Candy: The brick church, that's the one I’m thinking of. So, actually the present Church isn't the one that was there in 1961 because I remember, uh having to stop and sit on the steps because I was pregnant with Donny and I couldn’t make it all the way to the square and it was the old church, not that one. There’s one between that one, and the one that is standing on that site now.

Carol: The old church, the brick one, is now their gym - they use it for their gym.

Candy: Ya. But then they moved the manse from the one side of the street the what east side to the west side. That was a big thrill. Watching them move it across the street that was major. You lived in Chippawa - that was major. Oh ya.

Carol: Ya.

Clark: Alright so, I guess the things I was thinking, does anyone remember any of the ministers that were at this church. If you weren’t, in the congregation, you might not …

Everyone: No.

Clark: Christenings or other events there anyone you know got married there?

Everyone: No.

Candy: I was Catholic then. (laughter)

Clark: We’re coming to that. (laughter)

Candy: Sacred Hearts coming up…

THE CASTLE GIFT SHOP

Candy: Oh, the Castle, there’s the Castle!

Carol: The Castle gift shop. Now a motel.

Candy: That came from the park ..

(Jumbled speech unclear)

Clark: Did anybody steal from that one? Just kidding.

Carol: That came from the Niagara Parks Commission.

Candy: It was a beautiful building, it was by The Maid of the Mist Landing wasn’t it… ya… I remember in the first or second year it was a souvenir store for a while, then Lococo’s took it over and Phil Lococo, uh was a law student at the time and they had put him there to work they Fruit Stand out front and I don't know if there were souvenirs going on there, but where that awning was, was, where the Fruit Stand was and of course we drove him crazy taking fruit and just I mean it was nuts. And he closed up one day he had a meltdown and went “that's it, I'm out of here” and closed down, but I remember it primarily as a dance hall. It was, it was just swell they had a jukebox and that whole end was just hardwood floor and benches around the perimeter and where that big window is that was like just a window seat and you just put your nickel in and got five songs, and just dance it was really cool... yeah.

Clark: So, who owned it as a dance hall do you know?

Candy: I remember the daughter and I only remember her because her boyfriend's name was Gino and that was my father's name - other than that they weren't in town very long they lived up Main Street and then they left and then it closed and it was…. sad

Carol: It was sad.

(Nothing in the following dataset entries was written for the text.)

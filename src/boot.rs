//! Boot splash: a scanline sweep, the project name, then fade to black.

use crate::display::DisplaySink;
use crate::frame::font::{draw_text, text_width, GLYPH_HEIGHT};
use crate::frame::{Frame, Rgb};
use std::sync::Arc;
use std::thread;
use std::time::Duration;

const BOOT_TEXT: &str = "VISOR";
const BOOT_FPS: f32 = 15.0;

/// Render one splash frame for progress `t` in `[0, 1]`.
///
/// Three phases: a cyan scanline sweeping down with a vertical glow
/// (t < 0.3), the boot text fading in (t < 0.75), and the text fading
/// back out to black.
#[allow(clippy::cast_possible_truncation, clippy::cast_sign_loss)]
pub fn render_boot_frame(width: u32, height: u32, t: f32) -> Frame {
    let mut frame = Frame::new(width, height);

    if t < 0.3 {
        let progress = t / 0.3;
        let sweep = (progress * height as f32) as i64;
        for dy in -2..=2_i64 {
            let row = sweep + dy;
            if row < 0 || row >= i64::from(height) {
                continue;
            }
            let intensity = (255 - dy.abs() * 80).max(0) as u8;
            let color = Rgb::new(0, intensity, intensity);
            for x in 0..width {
                frame.set(x, row as u32, color);
            }
        }
    } else if t < 0.75 {
        let progress = (t - 0.3) / 0.45;
        let brightness = (progress * 3.0 * 255.0).min(255.0) as u8;
        draw_boot_text(&mut frame, brightness);
    } else {
        let progress = ((t - 0.75) / 0.25).clamp(0.0, 1.0);
        let brightness = ((1.0 - progress) * 255.0).max(0.0) as u8;
        draw_boot_text(&mut frame, brightness);
    }

    frame
}

fn draw_boot_text(frame: &mut Frame, brightness: u8) {
    let x = (i64::from(frame.width()) - i64::from(text_width(BOOT_TEXT))) / 2;
    let y = (i64::from(frame.height()) - i64::from(GLYPH_HEIGHT)) / 2;
    #[allow(clippy::cast_possible_truncation)]
    draw_text(
        frame,
        x as i32,
        y as i32,
        BOOT_TEXT,
        Rgb::new(0, brightness, brightness),
    );
}

/// Play the splash synchronously on `sink` over `duration`.
#[allow(clippy::cast_possible_truncation, clippy::cast_sign_loss, clippy::cast_precision_loss)]
pub fn play_boot_animation(sink: &Arc<dyn DisplaySink>, duration: Duration) {
    let total = ((duration.as_secs_f32() * BOOT_FPS) as u32).max(1);
    let interval = Duration::from_secs_f32(1.0 / BOOT_FPS);
    for i in 0..=total {
        let t = i as f32 / total as f32;
        let frame = render_boot_frame(sink.width(), sink.height(), t);
        sink.show_image(&frame);
        if i < total {
            thread::sleep(interval);
        }
    }
    tracing::debug!("boot animation complete");
}
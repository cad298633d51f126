//! # Visor
//!
//! A real-time LED matrix face engine for wearables and robots.
//!
//! Visor drives a small RGB matrix (128x32 by default) with named
//! expressions, cross-fade transitions, idle blinking, and procedural
//! effects layered over the face.
//!
//! ## Core Concepts
//!
//! - **Render pipeline**: base expression frame plus an optional effect,
//!   composited and pushed to a display sink
//! - **Expression catalogue**: static images, frame animations, and
//!   procedural generators loaded from a manifest
//! - **Cancellable tasks**: playback, transitions, and blinking run on
//!   dedicated threads with cooperative stop flags
//! - **Single command queue**: every input source feeds one FIFO queue
//!
//! ## Example
//!
//! ```rust,ignore
//! use visor::display::{DisplaySink, MockDisplay};
//! use visor::frame::{Frame, Rgb};
//! use std::sync::Arc;
//!
//! let sink = Arc::new(MockDisplay::new(128, 32));
//! sink.show_image(&Frame::filled(128, 32, Rgb::CYAN));
//! ```

#![warn(missing_docs)]
#![warn(clippy::pedantic)]
#![warn(clippy::nursery)]
#![allow(clippy::module_name_repetitions)]
#![allow(clippy::must_use_candidate)]

pub mod animation;
pub mod assets;
pub mod boot;
pub mod commands;
pub mod config;
pub mod display;
pub mod error;
pub mod expression;
pub mod frame;
pub mod generators;
pub mod input;
pub mod manager;
pub mod monitor;
pub mod pipeline;
pub mod router;
pub mod task;

// Re-exports for convenience
pub use animation::AnimationEngine;
pub use assets::{Assets, EffectDef};
pub use commands::Command;
pub use config::Config;
pub use display::{DisplaySink, MockDisplay, TerminalDisplay};
pub use error::{Result, VisorError};
pub use expression::{Expression, ExpressionCatalogue, ExpressionKind};
pub use frame::{Frame, Rgb};
pub use generators::{FrameEffect, Generator, GeneratorKind, GeneratorRegistry, ParamBag};
pub use manager::ExpressionManager;
pub use pipeline::RenderPipeline;
//! Horizontal scrolling text, right to left.

use super::{param_color, param_f32, param_str, Generator, ParamBag};
use crate::frame::font::{self, GLYPH_HEIGHT};
use crate::frame::{Frame, Rgb};

/// Scrolls a line of text across the panel.
///
/// The text is pre-rendered into a strip one panel-width wider on each
/// side, so it enters from the right edge and fully clears the left
/// before wrapping.
pub struct ScrollingText {
    width: u32,
    height: u32,
    text: String,
    speed: f32,
    color: Rgb,
    strip: Frame,
}

impl ScrollingText {
    /// Parameters: `text` (default `"VISOR"`), `speed` (default 50.0
    /// pixels per second), `color` (default cyan).
    pub fn new(width: u32, height: u32, params: &ParamBag) -> Self {
        let text = param_str(params, "text", "VISOR");
        let speed = param_f32(params, "speed", 50.0);
        let color = param_color(params, "color", Rgb::CYAN);
        let strip = Self::render_strip(width, height, &text, color);
        Self {
            width,
            height,
            text,
            speed,
            color,
            strip,
        }
    }

    fn render_strip(width: u32, height: u32, text: &str, color: Rgb) -> Frame {
        let text_w = font::text_width(text);
        let total_w = text_w + width * 2;
        let mut strip = Frame::new(total_w.max(1), height);
        let y = (height.saturating_sub(GLYPH_HEIGHT)) / 2;
        font::draw_text(&mut strip, width as i32, y as i32, text, color);
        strip
    }

    fn rebuild(&mut self) {
        self.strip = Self::render_strip(self.width, self.height, &self.text, self.color);
    }
}

impl Generator for ScrollingText {
    fn render(&mut self, t: f32) -> Frame {
        let total_w = self.strip.width();
        let offset = ((t * self.speed) as i64).rem_euclid(i64::from(total_w)) as u32;

        let mut frame = Frame::new(self.width, self.height);
        for y in 0..self.height {
            for x in 0..self.width {
                let src_x = (offset + x) % total_w;
                if let Some(pixel) = self.strip.get(src_x, y) {
                    frame.set(x, y, pixel);
                }
            }
        }
        frame
    }

    fn set_text(&mut self, text: &str) -> bool {
        self.text = text.to_string();
        self.rebuild();
        true
    }

    fn update_params(&mut self, params: &ParamBag) {
        self.speed = param_f32(params, "speed", self.speed);
        let color = param_color(params, "color", self.color);
        let text = param_str(params, "text", &self.text);
        if color != self.color || text != self.text {
            self.color = color;
            self.text = text;
            self.rebuild();
        }
    }
}

#[cfg(test)]
mod tests {
    use super::*;

    #[test]
    fn test_starts_blank_then_scrolls_in() {
        let mut scroller = ScrollingText::new(32, 8, &ParamBag::new());
        // At t=0 the window sits on the blank lead-in
        let first = scroller.render(0.0);
        assert!(first.pixels().iter().all(|p| p.is_black()));
        // After scrolling one panel width the text is visible
        let later = scroller.render(32.0 / 50.0 + 0.2);
        assert!(later.pixels().iter().any(|p| !p.is_black()));
    }

    #[test]
    fn test_set_text_takes_effect() {
        let mut scroller = ScrollingText::new(32, 8, &ParamBag::new());
        assert!(scroller.set_text("HI"));
        assert_eq!(scroller.text, "HI");
        // Strip resizes with the new text
        assert_eq!(scroller.strip.width(), font::text_width("HI") + 64);
    }

    #[test]
    fn test_wraps_around() {
        let mut scroller = ScrollingText::new(32, 8, &ParamBag::new());
        let total = scroller.strip.width() as f32;
        let a = scroller.render(0.1);
        let b = scroller.render(0.1 + total / 50.0);
        assert_eq!(a, b);
    }
}
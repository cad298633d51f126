//! Frame module: Core pixel data structures for the render pipeline.
//!
//! This module contains:
//! - [`Rgb`]: True-color pixel with interpolation and compositing math
//! - [`Frame`]: A grid of pixels representing one panel image
//! - [`font`]: Built-in 5x7 pixel font for panel text

mod color;
#[allow(clippy::module_inception)]
mod frame;
pub mod font;

pub use color::{hsv_to_rgb, rgb_to_hsv, Rgb};
pub use frame::Frame;
//! True-color RGB pixels and channel math.

/// True-color RGB pixel.
///
/// Uses 3 bytes for 24-bit color depth. LED panels take the channels
/// as-is; the terminal preview emits them as ANSI true-color.
#[repr(C)]
#[derive(Clone, Copy, PartialEq, Eq, Default, Hash)]
pub struct Rgb {
    /// Red channel (0-255)
    pub r: u8,
    /// Green channel (0-255)
    pub g: u8,
    /// Blue channel (0-255)
    pub b: u8,
}

impl Rgb {
    /// Create a new RGB color.
    #[inline]
    pub const fn new(r: u8, g: u8, b: u8) -> Self {
        Self { r, g, b }
    }

    /// Black (0, 0, 0)
    pub const BLACK: Self = Self::new(0, 0, 0);
    /// White (255, 255, 255)
    pub const WHITE: Self = Self::new(255, 255, 255);
    /// Cyan (0, 255, 255), the signature accent color
    pub const CYAN: Self = Self::new(0, 255, 255);

    /// Create from a 24-bit hex color (e.g., 0x00FFFF).
    #[inline]
    pub const fn from_u32(hex: u32) -> Self {
        Self::new(
            ((hex >> 16) & 0xFF) as u8,
            ((hex >> 8) & 0xFF) as u8,
            (hex & 0xFF) as u8,
        )
    }

    /// True if all channels are zero.
    #[inline]
    pub const fn is_black(self) -> bool {
        self.r == 0 && self.g == 0 && self.b == 0
    }

    /// Per-channel maximum ("lighter wins").
    ///
    /// Bright overlay pixels show through a black background without
    /// alpha blending; black overlay regions leave `self` untouched.
    #[inline]
    pub const fn lighten(self, other: Self) -> Self {
        Self::new(
            if self.r > other.r { self.r } else { other.r },
            if self.g > other.g { self.g } else { other.g },
            if self.b > other.b { self.b } else { other.b },
        )
    }

    /// Linear interpolation from `self` toward `other`.
    ///
    /// Bit-exact at the endpoints: `t = 0.0` returns `self`, `t = 1.0`
    /// returns `other`. Values outside [0, 1] are clamped.
    #[inline]
    pub fn lerp(self, other: Self, t: f32) -> Self {
        let tt = ((t.clamp(0.0, 1.0) * 255.0).round() as i32).clamp(0, 255) as u16;
        let it = 255 - tt;
        Self::new(
            mul_div255(u16::from(self.r), it).saturating_add(mul_div255(u16::from(other.r), tt)),
            mul_div255(u16::from(self.g), it).saturating_add(mul_div255(u16::from(other.g), tt)),
            mul_div255(u16::from(self.b), it).saturating_add(mul_div255(u16::from(other.b), tt)),
        )
    }

    /// Multiply all channels by `factor`, clamped to [0, 255].
    #[inline]
    pub fn scaled(self, factor: f32) -> Self {
        let scale = |c: u8| -> u8 {
            let v = f32::from(c) * factor;
            v.clamp(0.0, 255.0).round() as u8
        };
        Self::new(scale(self.r), scale(self.g), scale(self.b))
    }
}

/// Rounded `x * y / 255` in u8 range.
#[inline]
fn mul_div255(x: u16, y: u16) -> u8 {
    (((u32::from(x) * u32::from(y)) + 127) / 255) as u8
}

/// Convert HSV to RGB.
///
/// `h` is in degrees (wrapped into [0, 360)), `s` and `v` in [0, 1].
pub fn hsv_to_rgb(h: f32, s: f32, v: f32) -> Rgb {
    let h = h.rem_euclid(360.0);
    let s = s.clamp(0.0, 1.0);
    let v = v.clamp(0.0, 1.0);

    let sector = (h / 60.0) as u32 % 6;
    let f = h / 60.0 - (h / 60.0).floor();
    let p = v * (1.0 - s);
    let q = v * (1.0 - s * f);
    let u = v * (1.0 - s * (1.0 - f));

    let (r, g, b) = match sector {
        0 => (v, u, p),
        1 => (q, v, p),
        2 => (p, v, u),
        3 => (p, q, v),
        4 => (u, p, v),
        _ => (v, p, q),
    };

    let to_u8 = |c: f32| (c * 255.0).clamp(0.0, 255.0).round() as u8;
    Rgb::new(to_u8(r), to_u8(g), to_u8(b))
}

/// Decompose an RGB pixel into (hue, saturation, value).
///
/// Hue is in degrees [0, 360), saturation and value in [0, 1]. Black
/// and grey pixels (zero chroma) report hue 0.
pub fn rgb_to_hsv(color: Rgb) -> (f32, f32, f32) {
    let r = f32::from(color.r) / 255.0;
    let g = f32::from(color.g) / 255.0;
    let b = f32::from(color.b) / 255.0;
    let max = r.max(g).max(b);
    let min = r.min(g).min(b);
    let delta = max - min;

    let hue = if delta <= f32::EPSILON {
        0.0
    } else if (max - r).abs() <= f32::EPSILON {
        60.0 * ((g - b) / delta)
    } else if (max - g).abs() <= f32::EPSILON {
        60.0 * ((b - r) / delta + 2.0)
    } else {
        60.0 * ((r - g) / delta + 4.0)
    };
    let saturation = if max <= f32::EPSILON { 0.0 } else { delta / max };

    (hue.rem_euclid(360.0), saturation, max)
}

impl std::fmt::Debug for Rgb {
    fn fmt(&self, f: &mut std::fmt::Formatter<'_>) -> std::fmt::Result {
        write!(f, "#{:02x}{:02x}{:02x}", self.r, self.g, self.b)
    }
}

impl From<(u8, u8, u8)> for Rgb {
    #[inline]
    fn from((r, g, b): (u8, u8, u8)) -> Self {
        Self::new(r, g, b)
    }
}

impl From<u32> for Rgb {
    /// Convert from a 24-bit hex color (e.g., 0x00FFFF)
    #[inline]
    fn from(hex: u32) -> Self {
        Self::from_u32(hex)
    }
}

#[cfg(test)]
mod tests {
    use super::*;

    #[test]
    fn test_rgb_from_tuple() {
        let rgb: Rgb = (255, 128, 0).into();
        assert_eq!(rgb.r, 255);
        assert_eq!(rgb.g, 128);
        assert_eq!(rgb.b, 0);
    }

    #[test]
    fn test_rgb_from_hex() {
        let rgb: Rgb = 0xFF8000.into();
        assert_eq!(rgb, Rgb::new(255, 128, 0));
    }

    #[test]
    fn test_lighten_per_channel() {
        let a = Rgb::new(100, 0, 0);
        let b = Rgb::new(0, 50, 0);
        assert_eq!(a.lighten(b), Rgb::new(100, 50, 0));
        assert_eq!(b.lighten(a), Rgb::new(100, 50, 0));
    }

    #[test]
    fn test_lerp_endpoints_exact() {
        let a = Rgb::new(13, 200, 255);
        let b = Rgb::new(240, 1, 0);
        assert_eq!(a.lerp(b, 0.0), a);
        assert_eq!(a.lerp(b, 1.0), b);
        // Out-of-range t clamps
        assert_eq!(a.lerp(b, -2.0), a);
        assert_eq!(a.lerp(b, 7.5), b);
    }

    #[test]
    fn test_lerp_midpoint() {
        let a = Rgb::new(0, 0, 0);
        let b = Rgb::new(255, 255, 255);
        let mid = a.lerp(b, 0.5);
        assert!(mid.r >= 127 && mid.r <= 128);
    }

    #[test]
    fn test_scaled_clamps() {
        assert_eq!(Rgb::new(200, 10, 0).scaled(0.5), Rgb::new(100, 5, 0));
        assert_eq!(Rgb::new(200, 200, 200).scaled(2.0), Rgb::WHITE);
        assert_eq!(Rgb::new(9, 9, 9).scaled(0.0), Rgb::BLACK);
    }

    #[test]
    fn test_hsv_primaries() {
        assert_eq!(hsv_to_rgb(0.0, 1.0, 1.0), Rgb::new(255, 0, 0));
        assert_eq!(hsv_to_rgb(120.0, 1.0, 1.0), Rgb::new(0, 255, 0));
        assert_eq!(hsv_to_rgb(240.0, 1.0, 1.0), Rgb::new(0, 0, 255));
        // Hue wraps
        assert_eq!(hsv_to_rgb(360.0, 1.0, 1.0), hsv_to_rgb(0.0, 1.0, 1.0));
    }

    #[test]
    fn test_hsv_round_trip() {
        for h in [0.0_f32, 60.0, 120.0, 180.0, 240.0, 300.0] {
            let rgb = hsv_to_rgb(h, 1.0, 1.0);
            let (hue, s, v) = rgb_to_hsv(rgb);
            assert!((hue - h).abs() < 2.0, "hue {h} drifted to {hue}");
            assert!(s > 0.99 && v > 0.99);
        }
        let (h, s, v) = rgb_to_hsv(Rgb::new(128, 128, 128));
        assert_eq!(h, 0.0);
        assert_eq!(s, 0.0);
        assert!((v - 0.5).abs() < 0.01);
    }

    #[test]
    fn test_debug_format() {
        assert_eq!(format!("{:?}", Rgb::new(0, 255, 128)), "#00ff80");
    }
}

It would be neat if it was still there.

Clark: Yeah and they took it down and put up a motel.

Candy: Yeah.

Clark: Does anyone remember you know the day that they tore that down because that is a neat building?

Carol: I think I was working in that day…

Candy: I think I had, I don’t know where I was. If I had known I would have latched myself to the building. That was like sort of like you know, sort of your hang out for me, it was my early teen years. So when I think of being a teenager in town that was the only thing to do if you weren't swimming in the creek you were there at least I was and then it was gone … along with everything else.

Clark: A few questions I had when I saw this is there so many souvenirs in Chippawa, there's a couple different stores that sell souvenirs. Do Tourists come to Chippawa?

Carol: They used to.

Clark: They used to?

Candy: Now just drive though.

Clark: Did they drive through and stop or?

Patrick: They would be forced to come to Chippawa before the Queen E I would think.

Clark: If they are coming from Buffalo…

Patrick: The old Canada Coach route when right up Sodom Road and down the Niagara Parkway so you would have to come into Chippawa to get to the Falls it was probably almost like a major route at the time.

Carol: The big buses still do they come off the Queen E, at Sodom and come down there through town. Because it is shorter that going down the queen e to the 420.

Gerry Brigham: They still do, and all nationalities. My property is on Main Street and all kinds of women come down giggling at my property in front of the house and they want to know what kind of tree it is, and if they can pick raspberries, including Muslims who ask where the mosque is. So, if you live on Main Street you get the full blast of tourism. (laughter)

00:30:00

Candy: Well it used to be uh, Bridgewater when you came off the bridge and turned left. That wasn't one way so you didn't even have to go to the lights you could just totally bypass really just come over the bridge turn left and go straight to Buffalo just follow the river down, but then when they made that one way then you had to actually come in in town and then you know turn left or right into town it was like a block.

(laughter)

Clark: I can see other things about this is that they take down this building and put up a Motel right in the square was that a big impact where people upset with that seems like an odd place for a Motel.

Carol: It is. It shouldn’t be there. But it’s over it’s done.

Candy: Ya, I mean the whole square has such potential it's just not living up to it.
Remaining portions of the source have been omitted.